Written by Michael Larabel in Display Drivers on 11 July 2015 at 01:20 PM EDT. Page 1 of 4. 7 Comments.

After earlier this week looking at whether the open-source NVIDIA driver is fast enough for Steam Linux gaming, here are some benchmark results that compare the performance of the latest Nouveau Gallium3D driver code against the latest NVIDIA binary Linux graphics driver.

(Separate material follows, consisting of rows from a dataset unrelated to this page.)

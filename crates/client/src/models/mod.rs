//! Data models for Nomad API responses.

mod jobs;

pub use jobs::{JobListStub, JobStatus, JobSummary, JobType, TaskGroupSummary};
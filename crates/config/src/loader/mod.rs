//! Configuration loader for environment variables and files.
//!
//! Responsibilities:
//! - Load configuration from `.env` files, environment variables, and the JSON config file.
//! - Provide a builder-pattern `ConfigLoader` for hierarchical configuration merging.
//! - Enforce `DOTENV_DISABLED` gate to prevent accidental dotenv loading in tests.
//!
//! Does NOT handle:
//! - Persisting configuration changes back to disk.
//! - Storing ACL tokens anywhere but memory.
//!
//! Invariants / Assumptions:
//! - Environment variables take precedence over config file values.
//! - `load_dotenv()` must be called explicitly to enable `.env` file loading.
//! - The `DOTENV_DISABLED` variable is checked before `dotenvy::dotenv()` is called.

mod builder;
mod env;
mod error;
mod file;

#[cfg(test)]
mod tests;

pub use builder::ConfigLoader;
pub use env::{
    ENV_ADDR, ENV_AUTO_REFRESH, ENV_CONFIG_PATH, ENV_MAX_RETRIES, ENV_NAMESPACE, ENV_PAGE_SIZE,
    ENV_REFRESH_INTERVAL, ENV_SKIP_VERIFY, ENV_TIMEOUT, ENV_TOKEN, env_var_or_none,
};
pub use error::ConfigError;
pub use file::default_config_path;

With the three graphics cards used in the earlier tests (GeForce GTX 650, GTX 680, and GTX 750 Ti), I compared the performance on the same system when switching over to the NVIDIA 352.21 Linux proprietary driver. To reiterate the Nouveau configuration, the Linux 4.1.1 kernel was used and Mesa 10.7-devel Git from a few days ago.

As mentioned in the earlier article, the GeForce GTX 650 was able to re-clock with Nouveau to its highest performance state, the GTX 680 could only re-clock to the mid-level performance state (0a), and the GTX 750 Ti couldn't be re-clocked from its boot settings. The lack of proper re-clocking support by Nouveau is the main reason why the performance of this open-source NVIDIA Linux graphics driver is currently crippled. None of the latest-generation GeForce 900 graphics cards could be tested for this article since there isn't yet any hardware acceleration support on the open-source driver, in part due to NVIDIA not yet releasing the signed firmware images.

Open-Source vs. Blob NVIDIA Linux

All of the benchmarks in this article were carried out via the open-source Phoronix Test Suite benchmarking software.